In 2009, my then-neuro put me on diazepam for the twitching legs at night. It really does help, but I still have trouble some nights. This spring, my family doctor diagnosed depression and put me on sertraline. I was hesitant, but decided to follow through. It had been a rough winter full of death and difficulty and further disability, so I figured it couldn't hurt.
This week I was filling up my little day-by-day pill dispensers, and I held the bottle of diazepam and looked at all the pills in there. For the first time ever, I made a mental note that one could easily kill oneself with that many pills. Then I finished prepping the dispenser and put away all my drugs.
Two years ago, such a thought would have me tearing up and reaching for my Recovery books. I would have been afraid that I might carry out the notion.
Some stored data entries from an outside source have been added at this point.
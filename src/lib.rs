//! # imuviz - asynchronous MARG orientation estimation
//!
//! Fuses gyroscope, accelerometer and magnetometer readings into a unit
//! quaternion on a background thread. Provides:
//! - A Madgwick gradient-descent AHRS filter in double precision
//! - A fixed-rate estimator loop that tolerates slow and failing sensors
//! - Lock-guarded snapshots for render/telemetry loops at any cadence
//! - Mounting-offset compensation for display
//!
//! ## Quick Start
//! ```no_run
//! use imuviz::{EstimatorConfig, MountingCalibration, OrientationEstimator, SyntheticSource, Vector3};
//! use std::time::Duration;
//!
//! let source = SyntheticSource::new(Vector3::new(0.0, 0.0, 45.0), 1.0 / 30.0);
//! let estimator = OrientationEstimator::start(source, EstimatorConfig::default()).unwrap();
//! let mount = MountingCalibration::identity();
//!
//! for _ in 0..100 {
//!     let q = mount.apply(estimator.snapshot());
//!     println!("{:?}", q.to_euler().to_degrees());
//!     std::thread::sleep(Duration::from_millis(16));
//! }
//! estimator.stop();
//! ```

pub mod error;
pub mod types;
pub mod quaternion;
pub mod filter;
pub mod sensor;
pub mod config;
pub mod estimator;
pub mod mounting;

pub use error::ImuvizError;
pub use types::*;
pub use quaternion::{EulerAngles, Quaternion};
pub use filter::{Madgwick, OrientationFilter};
pub use sensor::{SensorSource, SyntheticSource};
pub use config::EstimatorConfig;
pub use estimator::{EstimatorState, EstimatorStats, OrientationEstimator};
pub use mounting::{compensate, MountingCalibration};

/// Result type alias for imuviz operations.
pub type Result<T> = std::result::Result<T, ImuvizError>;
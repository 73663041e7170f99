/// Errors that can occur while sampling sensors or running the estimator.
#[derive(Debug, thiserror::Error)]
pub enum ImuvizError {
    #[error("Sensor read failed: {0}")]
    SensorRead(String),

    #[error("Sensor disconnected")]
    Disconnected,

    #[error("I/O error: {0}")]
    Io(#[from] std::io::Error),

    #[error("Invalid configuration: {0}")]
    InvalidConfig(String),

    #[error("Failed to spawn estimator thread: {0}")]
    Spawn(String),
}

impl ImuvizError {
    /// Whether the error means the sensor link is gone and a reconnect
    /// should be attempted before the next read.
    pub fn is_disconnect(&self) -> bool {
        match self {
            ImuvizError::Disconnected => true,
            ImuvizError::Io(e) => matches!(
                e.kind(),
                std::io::ErrorKind::NotConnected
                    | std::io::ErrorKind::BrokenPipe
                    | std::io::ErrorKind::ConnectionReset
                    | std::io::ErrorKind::ConnectionAborted
                    | std::io::ErrorKind::NotFound
            ),
            _ => false,
        }
    }
}
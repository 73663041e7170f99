use crate::config::EstimatorConfig;
use crate::filter::{Madgwick, OrientationFilter};
use crate::quaternion::Quaternion;
use crate::sensor::SensorSource;
use crate::types::{Correction, SensorSample};
use crate::{ImuvizError, Result};
use crossbeam_channel::{Receiver, RecvTimeoutError, Sender, TryRecvError};
use std::panic::{self, AssertUnwindSafe};
use std::sync::atomic::{AtomicBool, AtomicU64, AtomicU8, Ordering};
use std::sync::{Arc, Mutex, MutexGuard, PoisonError};
use std::time::{Duration, Instant};

/// Published orientations must be within this distance of unit norm.
const UNIT_EPSILON: f64 = 1e-6;

/// Lifecycle of the background loop. There is no paused state.
#[repr(u8)]
#[derive(Debug, Clone, Copy, PartialEq, Eq)]
pub enum EstimatorState {
    Idle = 0,
    Running = 1,
    Stopped = 2,
}

impl EstimatorState {
    fn from_u8(v: u8) -> Self {
        match v {
            0 => EstimatorState::Idle,
            1 => EstimatorState::Running,
            _ => EstimatorState::Stopped,
        }
    }
}

/// Loop health counters, read without touching the orientation lock.
#[derive(Debug, Clone, Copy, Default, PartialEq, Eq)]
pub struct EstimatorStats {
    /// Cycles started, successful or not.
    pub cycles: u64,
    /// Samples folded into the published orientation.
    pub updates: u64,
    /// Updates that ran gyro-only because accel/mag were unusable.
    pub degraded_updates: u64,
    /// Updates discarded because the filter produced an invalid orientation.
    pub rejected_updates: u64,
    pub read_failures: u64,
    pub reconnects: u64,
    /// Cycles whose work took longer than the target period.
    pub overruns: u64,
    pub consecutive_failures: u64,
    /// Set once `fault_threshold` reads in a row have failed.
    pub faulted: bool,
}

#[derive(Default)]
struct Counters {
    state: AtomicU8,
    cycles: AtomicU64,
    updates: AtomicU64,
    degraded_updates: AtomicU64,
    rejected_updates: AtomicU64,
    read_failures: AtomicU64,
    reconnects: AtomicU64,
    overruns: AtomicU64,
    consecutive_failures: AtomicU64,
    faulted: AtomicBool,
}

impl Counters {
    fn set_state(&self, state: EstimatorState) {
        self.state.store(state as u8, Ordering::Release);
    }

    fn snapshot(&self) -> EstimatorStats {
        EstimatorStats {
            cycles: self.cycles.load(Ordering::Relaxed),
            updates: self.updates.load(Ordering::Relaxed),
            degraded_updates: self.degraded_updates.load(Ordering::Relaxed),
            rejected_updates: self.rejected_updates.load(Ordering::Relaxed),
            read_failures: self.read_failures.load(Ordering::Relaxed),
            reconnects: self.reconnects.load(Ordering::Relaxed),
            overruns: self.overruns.load(Ordering::Relaxed),
            consecutive_failures: self.consecutive_failures.load(Ordering::Relaxed),
            faulted: self.faulted.load(Ordering::Relaxed),
        }
    }
}

/// Marks the loop stopped however the thread exits.
struct StopOnExit(Arc<Counters>);

impl Drop for StopOnExit {
    fn drop(&mut self) {
        self.0.set_state(EstimatorState::Stopped);
    }
}

/// Filter state and the last orientation handed to consumers. Both live
/// behind one mutex so a snapshot never sees a half-applied update.
struct Shared {
    filter: Box<dyn OrientationFilter + Send>,
    published: Quaternion,
}

fn lock(shared: &Mutex<Shared>) -> MutexGuard<'_, Shared> {
    shared.lock().unwrap_or_else(PoisonError::into_inner)
}

/// Handle to a running orientation estimation loop.
///
/// A dedicated thread samples the sensor at the configured rate, runs the
/// filter and publishes the result. Consumers call [`snapshot`] from any
/// thread at any rate; the lock is only held for a filter update or a copy,
/// never across a sensor read.
///
/// [`snapshot`]: OrientationEstimator::snapshot
pub struct OrientationEstimator {
    shared: Arc<Mutex<Shared>>,
    counters: Arc<Counters>,
    /// Never sent on; dropping it disconnects the channel and stops the loop.
    shutdown: Option<Sender<()>>,
    thread: Option<std::thread::JoinHandle<()>>,
    period: Duration,
}

impl OrientationEstimator {
    /// Start estimating with the Madgwick filter.
    pub fn start<S>(source: S, config: EstimatorConfig) -> Result<OrientationEstimator>
    where
        S: SensorSource + Send + 'static,
    {
        config.validate()?;
        let filter = Madgwick::new(config.initial_orientation, config.sample_period(), config.beta);
        Self::with_filter(source, filter, config)
    }

    /// Start estimating with a caller-supplied filter.
    ///
    /// The filter's current orientation is published first; if it is not a
    /// unit quaternion the filter is reset to `config.initial_orientation`.
    pub fn with_filter<S, F>(source: S, filter: F, config: EstimatorConfig) -> Result<OrientationEstimator>
    where
        S: SensorSource + Send + 'static,
        F: OrientationFilter + Send + 'static,
    {
        config.validate()?;

        let mut filter: Box<dyn OrientationFilter + Send> = Box::new(filter);
        let current = filter.current();
        let published = if current.is_unit(UNIT_EPSILON) {
            current
        } else {
            let q = config
                .initial_orientation
                .normalized()
                .unwrap_or(Quaternion::IDENTITY);
            filter.reset(q);
            q
        };

        let shared = Arc::new(Mutex::new(Shared { filter, published }));
        let counters = Arc::new(Counters::default());
        let (shutdown_tx, shutdown_rx) = crossbeam_channel::bounded::<()>(0);

        let worker = Worker {
            shared: shared.clone(),
            counters: counters.clone(),
            shutdown: shutdown_rx,
            period: config.period(),
            reconnect_delay: config.reconnect_delay,
            fault_threshold: u64::from(config.fault_threshold),
        };

        counters.set_state(EstimatorState::Running);
        let thread = std::thread::Builder::new()
            .name("imuviz-estimator".into())
            .spawn(move || worker.run(source))
            .map_err(|e| {
                counters.set_state(EstimatorState::Stopped);
                ImuvizError::Spawn(e.to_string())
            })?;

        Ok(OrientationEstimator {
            shared,
            counters,
            shutdown: Some(shutdown_tx),
            thread: Some(thread),
            period: config.period(),
        })
    }

    /// Copy of the latest published orientation. Always a finite unit quaternion.
    pub fn snapshot(&self) -> Quaternion {
        lock(&self.shared).published
    }

    pub fn state(&self) -> EstimatorState {
        EstimatorState::from_u8(self.counters.state.load(Ordering::Acquire))
    }

    pub fn is_running(&self) -> bool {
        self.state() == EstimatorState::Running
    }

    pub fn stats(&self) -> EstimatorStats {
        self.counters.snapshot()
    }

    /// Target cycle period.
    pub fn period(&self) -> Duration {
        self.period
    }

    /// Stop the loop and wait for the estimator thread to finish.
    ///
    /// The loop notices the request at the top of its next cycle, so an
    /// in-flight sensor read completes first.
    pub fn stop(mut self) {
        self.shutdown();
    }

    fn shutdown(&mut self) {
        self.shutdown.take();
        if let Some(thread) = self.thread.take() {
            if thread.join().is_err() {
                log::error!("Estimator thread panicked");
            }
        }
    }
}

impl Drop for OrientationEstimator {
    fn drop(&mut self) {
        self.shutdown();
    }
}

enum UpdateOutcome {
    Applied(Correction),
    Rejected,
    Panicked,
}

/// State owned by the estimator thread.
struct Worker {
    shared: Arc<Mutex<Shared>>,
    counters: Arc<Counters>,
    shutdown: Receiver<()>,
    period: Duration,
    reconnect_delay: Duration,
    fault_threshold: u64,
}

impl Worker {
    fn run<S: SensorSource>(self, mut source: S) {
        let _stopped = StopOnExit(self.counters.clone());
        let unit = source.gyro_unit();

        log::info!(
            "Estimator started (period {:?}, gyro unit {:?})",
            self.period,
            unit
        );

        loop {
            match self.shutdown.try_recv() {
                Err(TryRecvError::Empty) => {}
                _ => {
                    log::info!("Estimator stopping (shutdown requested)");
                    break;
                }
            }

            let start = Instant::now();
            let mut wait = self.period;

            let read = panic::catch_unwind(AssertUnwindSafe(|| source.read()))
                .unwrap_or_else(|_| Err(ImuvizError::SensorRead("sensor read panicked".into())));

            match read {
                Ok(raw) => {
                    self.record_read_ok();
                    self.apply(&raw.into_sample(unit));
                }
                Err(e) => {
                    self.record_read_failure(&e);
                    if e.is_disconnect() {
                        self.counters.reconnects.fetch_add(1, Ordering::Relaxed);
                        let reconnect = panic::catch_unwind(AssertUnwindSafe(|| source.reconnect()))
                            .unwrap_or_else(|_| {
                                Err(ImuvizError::SensorRead("sensor reconnect panicked".into()))
                            });
                        match reconnect {
                            Ok(()) => log::info!("Sensor reconnected"),
                            Err(e) => log::warn!("Sensor reconnect failed: {}", e),
                        }
                        wait = wait.max(self.reconnect_delay);
                    }
                }
            }

            let cycles = self.counters.cycles.fetch_add(1, Ordering::Relaxed) + 1;
            if cycles % 1000 == 0 {
                log::debug!("{} estimator cycles", cycles);
            }

            // No catch-up: an overrun cycle is followed immediately by the next one.
            let elapsed = start.elapsed();
            match wait.checked_sub(elapsed) {
                Some(remaining) if !remaining.is_zero() => {
                    match self.shutdown.recv_timeout(remaining) {
                        Err(RecvTimeoutError::Timeout) => {}
                        _ => continue,
                    }
                }
                Some(_) => {}
                None => {
                    self.counters.overruns.fetch_add(1, Ordering::Relaxed);
                    log::trace!("Cycle overran by {:?}", elapsed - wait);
                }
            }
        }
    }

    fn apply(&self, sample: &SensorSample) {
        let outcome = {
            let mut guard = lock(&self.shared);
            let Shared { filter, published } = &mut *guard;

            let outcome = match panic::catch_unwind(AssertUnwindSafe(|| filter.step(sample))) {
                Ok(applied) if !applied.is_empty() && filter.current().is_unit(UNIT_EPSILON) => {
                    *published = filter.current();
                    UpdateOutcome::Applied(applied)
                }
                Ok(_) => UpdateOutcome::Rejected,
                Err(_) => UpdateOutcome::Panicked,
            };
            if !matches!(outcome, UpdateOutcome::Applied(_)) {
                filter.reset(*published);
            }
            outcome
        };

        match outcome {
            UpdateOutcome::Applied(applied) => {
                self.counters.updates.fetch_add(1, Ordering::Relaxed);
                if applied.is_gyro_only() {
                    self.counters.degraded_updates.fetch_add(1, Ordering::Relaxed);
                    log::trace!("Gyro-only update (accel/mag unusable)");
                }
            }
            UpdateOutcome::Rejected => {
                self.counters.rejected_updates.fetch_add(1, Ordering::Relaxed);
                log::debug!("Filter produced an invalid orientation, keeping last published value");
            }
            UpdateOutcome::Panicked => {
                self.counters.rejected_updates.fetch_add(1, Ordering::Relaxed);
                log::error!("Filter panicked, restored last published orientation");
            }
        }
    }

    fn record_read_ok(&self) {
        let failures = self.counters.consecutive_failures.swap(0, Ordering::Relaxed);
        if self.counters.faulted.swap(false, Ordering::Relaxed) {
            log::info!("Sensor recovered after {} failed reads", failures);
        }
    }

    fn record_read_failure(&self, e: &ImuvizError) {
        self.counters.read_failures.fetch_add(1, Ordering::Relaxed);
        let failures = self.counters.consecutive_failures.fetch_add(1, Ordering::Relaxed) + 1;
        if failures == self.fault_threshold {
            self.counters.faulted.store(true, Ordering::Relaxed);
            log::error!(
                "Sensor faulted: {} consecutive read failures (last: {}), still retrying",
                failures,
                e
            );
        } else {
            log::warn!("Sensor read failed ({} in a row): {}", failures, e);
        }
    }
}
This time I simply finished what I was doing, and decided to think about it later. When I did, I finally concluded that I just don't want to die right now.
For the first time in my life, I am in a fairly decent place. I am not overworked, although I am now naturally underpaid. No one expects too much of me, either as family member or otherwise. It is obvious that I cannot be the go-to person now.
Wouldn't it have been so much better to have learned to say NO sooner, instead of waiting until I was undeniably ill and incapable of performing as Superwoman any more?
I would love to say that I am teaching my daughters not to be Superwomen, but... BUT.
They are much more likely--and already are--doing as I have done, rather than listening to my good advice. Now I simply pray for all us Superwomen, and hope we can bow out before we are knocked out.